I'm taking a tutorial - intro to Unix Shell Scripting - and the first exercise is a walk-through of writing a script to achieve the following:
"As a network administrator you are collecting configuration information about all FTP servers in the organisation. You need to write a script to collect information about:
The FTP server that is running.
The configuration file and its location on the FTP server.
Permission information of the configuration file.
Useful content of the configuration file."
I'm sure this is probably a naive script that would make some of you gosu's vomit but just go along with it for now please. SO anyway, it has me enter the following commands to start the script:
#!/bin/bash
clear
ps ax | grep -v grep | grep ftpd 1> /dev/null || echo "NO FTP service running"
#### end of snippet #####
Now obviously when I finish the script the tutorial prints the desired output. However I don't understand why there are so many greps in this command. For example, I ran the same command on a Ubuntu vm:
Why do I need so many greps in that command? Again - I realise this is some tutorial that is presenting this script, not you, but can you guess why they would require this? Just fyi - here's the whole script:
]#!/bin/bash
clear
ps ax | grep -v grep | grep ftpd 1> /dev/null || echo "NO FTP service running"
CONFIG_FILE=$(ps ax | grep -v grep | grep ftpd | awk '{print $6}')
echo "FTP configuration file on `hostname` is"
basename $CONFIG_FILE
echo "It is located in the directory"
dirname $CONFIG_FILE
echo ________________Detailed information about the file_______________
ls -l $CONFIG_FILE
echo
echo
echo "_______________Non-commented lines in the ${CONFIG_FILE}__________"
cat $CONFIG_FILE | grep -v ^#
Oh I forgot about that - kind of like when I run ps there will be a "ps" process showing in the list of processes simply because I ran the ps command. Ok I should have caught that.
Better still, use pgrep/pkill. They may not be universal, but they're not rare either. A lot of systems have them.
If not, your ps probably has a way to modify its output format to only include the command's name in the output (argv[0]). This way, you don't have to defend against command line arguments colliding with command names (or user names, or group names, or ... you get the picture).
Linux's ps seems to have a -C option for filtering on command name, which could also be of use. But, if using Linux, pgrep is almost certainly available.

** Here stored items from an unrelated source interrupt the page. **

use std::sync::Arc;

use async_trait::async_trait;
use sea_orm::{
    ActiveModelTrait, ActiveValue::NotSet, ColumnTrait, DatabaseConnection, EntityTrait,
    IntoActiveModel, PaginatorTrait, QueryFilter, QueryOrder, Set,
};
use uuid::Uuid;

use crate::modules::skill::adapter::outgoing::sea_orm_entity::skills::{self, Column, Entity};
use crate::modules::skill::application::ports::outgoing::{
    SkillRecord, SkillRepository, SkillRepositoryError,
};
use crate::shared::validation::SkillData;

#[derive(Clone)]
pub struct SkillRepositoryPostgres {
    db: Arc<DatabaseConnection>,
}

impl SkillRepositoryPostgres {
    pub fn new(db: Arc<DatabaseConnection>) -> Self {
        Self { db }
    }
}

fn model_to_record(model: skills::Model) -> SkillRecord {
    SkillRecord {
        id: model.id,
        user_id: model.user_id,
        name: model.name,
        category: model.category,
        proficiency_level: model.proficiency_level,
        order_index: model.order_index,
        created_at: model.created_at.into(),
        updated_at: model.updated_at.into(),
    }
}

fn db_err(e: sea_orm::DbErr) -> SkillRepositoryError {
    SkillRepositoryError::DatabaseError(e.to_string())
}

#[async_trait]
impl SkillRepository for SkillRepositoryPostgres {
    async fn list_all(&self) -> Result<Vec<SkillRecord>, SkillRepositoryError> {
        Entity::find()
            .order_by_asc(Column::OrderIndex)
            .all(&*self.db)
            .await
            .map(|models| models.into_iter().map(model_to_record).collect())
            .map_err(db_err)
    }

    async fn count_for(&self, owner: Uuid) -> Result<u64, SkillRepositoryError> {
        Entity::find()
            .filter(Column::UserId.eq(owner))
            .count(&*self.db)
            .await
            .map_err(db_err)
    }

    async fn insert(
        &self,
        owner: Uuid,
        data: SkillData,
        order_index: i32,
    ) -> Result<SkillRecord, SkillRepositoryError> {
        let active = skills::ActiveModel {
            id: NotSet,
            user_id: Set(owner),
            name: Set(data.name),
            category: Set(data.category.to_string()),
            proficiency_level: Set(data.proficiency_level),
            order_index: Set(order_index),
            created_at: NotSet,
            updated_at: NotSet,
        };

        active.insert(&*self.db).await.map(model_to_record).map_err(db_err)
    }

    async fn update(
        &self,
        owner: Uuid,
        id: Uuid,
        data: SkillData,
    ) -> Result<SkillRecord, SkillRepositoryError> {
        let existing = Entity::find_by_id(id)
            .filter(Column::UserId.eq(owner))
            .one(&*self.db)
            .await
            .map_err(db_err)?
            .ok_or(SkillRepositoryError::NotFound)?;

        let mut active = existing.into_active_model();
        active.name = Set(data.name);
        active.category = Set(data.category.to_string());
        active.proficiency_level = Set(data.proficiency_level);

        active.update(&*self.db).await.map(model_to_record).map_err(db_err)
    }

    async fn delete(&self, owner: Uuid, id: Uuid) -> Result<(), SkillRepositoryError> {
        let result = Entity::delete_many()
            .filter(Column::Id.eq(id))
            .filter(Column::UserId.eq(owner))
            .exec(&*self.db)
            .await
            .map_err(db_err)?;

        if result.rows_affected == 0 {
            return Err(SkillRepositoryError::NotFound);
        }
        Ok(())
    }
}
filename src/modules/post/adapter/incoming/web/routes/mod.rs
pub mod posts;
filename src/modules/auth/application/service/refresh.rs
use std::sync::Arc;

use async_trait::async_trait;

use crate::modules::auth::application::ports::incoming::{
    RefreshError, RefreshResponse, RefreshTokenUseCase,
};
use crate::modules::auth::application::ports::outgoing::TokenProvider;

pub struct RefreshTokenService {
    tokens: Arc<dyn TokenProvider>,
}

impl RefreshTokenService {
    pub fn new(tokens: Arc<dyn TokenProvider>) -> Self {
        Self { tokens }
    }
}

#[async_trait]
impl RefreshTokenUseCase for RefreshTokenService {
    async fn execute(&self, refresh_token: &str) -> Result<RefreshResponse, RefreshError> {
        let claims = self
            .tokens
            .verify_token(refresh_token)
            .map_err(|_| RefreshError::InvalidToken)?;

        if claims.token_type != "refresh" {
            return Err(RefreshError::InvalidToken);
        }

        let access_token = self
            .tokens
            .generate_access_token(claims.sub)
            .map_err(|e| RefreshError::TokenGenerationFailed(e.to_string()))?;

        Ok(RefreshResponse { access_token })
    }
}
pub mod api;
pub mod validation;
use async_trait::async_trait;
use std::sync::Arc;

use super::ports::incoming::{SendContactEmailError, SendContactEmailUseCase};
use super::ports::outgoing::EmailSender;
use crate::shared::validation::ContactData;

pub struct ContactEmailService {
    sender: Arc<dyn EmailSender>,
    recipient: Option<String>,
}

impl ContactEmailService {
    pub fn new(sender: Arc<dyn EmailSender>, recipient: Option<String>) -> Self {
        Self { sender, recipient }
    }
}

/// Escapes a user-supplied value for interpolation into the HTML body.
fn escape_html(value: &str) -> String {
    let mut out = String::with_capacity(value.len());
    for c in value.chars() {
        match c {
            '&' => out.push_str("&amp;"),
            '<' => out.push_str("&lt;"),
            '>' => out.push_str("&gt;"),
            '"' => out.push_str("&quot;"),
            '\'' => out.push_str("&#39;"),
            _ => out.push(c),
        }
    }
    out
}

fn render_body(message: &ContactData) -> String {
    format!(
        "<h2>New contact form submission</h2>\
         <p><strong>Name:</strong> {}</p>\
         <p><strong>Email:</strong> {}</p>\
         <p><strong>Subject:</strong> {}</p>\
         <p><strong>Message:</strong></p>\
         <p>{}</p>",
        escape_html(&message.name),
        escape_html(&message.email),
        escape_html(&message.subject),
        escape_html(&message.message).replace('\n', "<br>"),
    )
}

#[async_trait]
impl SendContactEmailUseCase for ContactEmailService {
    async fn execute(&self, message: ContactData) -> Result<(), SendContactEmailError> {
        // Fail closed when unconfigured rather than dropping mail silently.
        let recipient = self
            .recipient
            .as_deref()
            .ok_or(SendContactEmailError::MissingRecipient)?;

        let subject = format!("Portfolio contact: {}", message.subject);
        let body = render_body(&message);

        self.sender
            .send_email(recipient, &message.email, &subject, &body)
            .await
            .map_err(SendContactEmailError::SendFailed)
    }
}
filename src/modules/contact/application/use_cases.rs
use std::sync::Arc;

use super::ports::incoming::SendContactEmailUseCase;

#[derive(Clone)]
pub struct ContactUseCases {
    pub send: Arc<dyn SendContactEmailUseCase + Send + Sync>,
}
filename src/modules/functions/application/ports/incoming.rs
use async_trait::async_trait;
use std::fmt;

use super::outgoing::{GithubStats, VideoMetadata};

#[derive(Debug, Clone, PartialEq)]
pub enum GithubStatsFunctionError {
    /// URL does not name a `github.com/{owner}/{repo}` repository. No
    /// upstream call happens in this case.
    InvalidUrl,
    UpstreamError(String),
}

impl fmt::Display for GithubStatsFunctionError {
    fn fmt(&self, f: &mut fmt::Formatter<'_>) -> fmt::Result {
        match self {
            GithubStatsFunctionError::InvalidUrl => write!(f, "Invalid GitHub repository URL"),
            GithubStatsFunctionError::UpstreamError(e) => write!(f, "GitHub error: {}", e),
        }
    }
}

#[derive(Debug, Clone, PartialEq)]
pub enum YoutubeDataFunctionError {
    InvalidUrl,
    UpstreamError(String),
}

impl fmt::Display for YoutubeDataFunctionError {
    fn fmt(&self, f: &mut fmt::Formatter<'_>) -> fmt::Result {
        match self {
            YoutubeDataFunctionError::InvalidUrl => write!(f, "Invalid YouTube URL"),
            YoutubeDataFunctionError::UpstreamError(e) => write!(f, "YouTube error: {}", e),
        }
    }
}

#[async_trait]
pub trait GithubStatsFunctionUseCase {
    async fn execute(&self, github_url: &str) -> Result<GithubStats, GithubStatsFunctionError>;
}

#[async_trait]
pub trait YoutubeDataFunctionUseCase {
    async fn execute(&self, youtube_url: &str)
        -> Result<VideoMetadata, YoutubeDataFunctionError>;
}
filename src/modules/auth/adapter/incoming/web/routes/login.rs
use actix_web::{post, web, Responder};
use tracing::error;

use crate::modules::auth::application::ports::incoming::{LoginError, LoginRequest};
use crate::shared::api::ApiResponse;
use crate::AppState;

#[post("/api/auth/login")]
pub async fn login_handler(
    req: web::Json<LoginRequest>,
    data: web::Data<AppState>,
) -> impl Responder {
    match data.auth.login.execute(req.into_inner()).await {
        Ok(response) => ApiResponse::success(response),

        Err(LoginError::InvalidCredentials) => {
            ApiResponse::unauthorized("INVALID_CREDENTIALS", "Invalid email or password")
        }

        Err(e) => {
            error!("Login failed: {}", e);
            ApiResponse::internal_error()
        }
    }
}
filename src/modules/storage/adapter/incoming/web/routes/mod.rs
pub mod uploads;
pub mod videos;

Sadly, ps is one of those commands that is not at all portable. ps on a *BSD system and ps on a linux box and ps on one of the commercial unices tend to require different arguments for everthing but the most trivial invocations.
which is exactly why it is extensively used in combination with grep, in order to make it work no matter what teh underlying system supports in the ps command.
It may work, mostly, regardless of the underlying system, but it's not a robust solution. False positives remain a possibility and could result in killing the wrong process or mistakenly concluding that a dead process is still running.
A few years ago I helped someone troubleshoot an intermittent failure which I found to be caused by grepping ps output for a short command name which sometimes occured as a substring in a related command's arguments.
You could improve the situation by tightening up the regular expression a bit, or perhaps using AWK to search for the term in a specific field, but at that point you may be depending on non-portable output format characteristics. May as well make life easier and just use the non-portable ps options.
For this task, I'm not sure you can achieve portability and correctness using ps. I think with pgrep you can, but I haven't taken a close look at many pgrep implementations. That said, I realize that many systems and tasks are not mission critical, and so an 80% solution is often sufficient.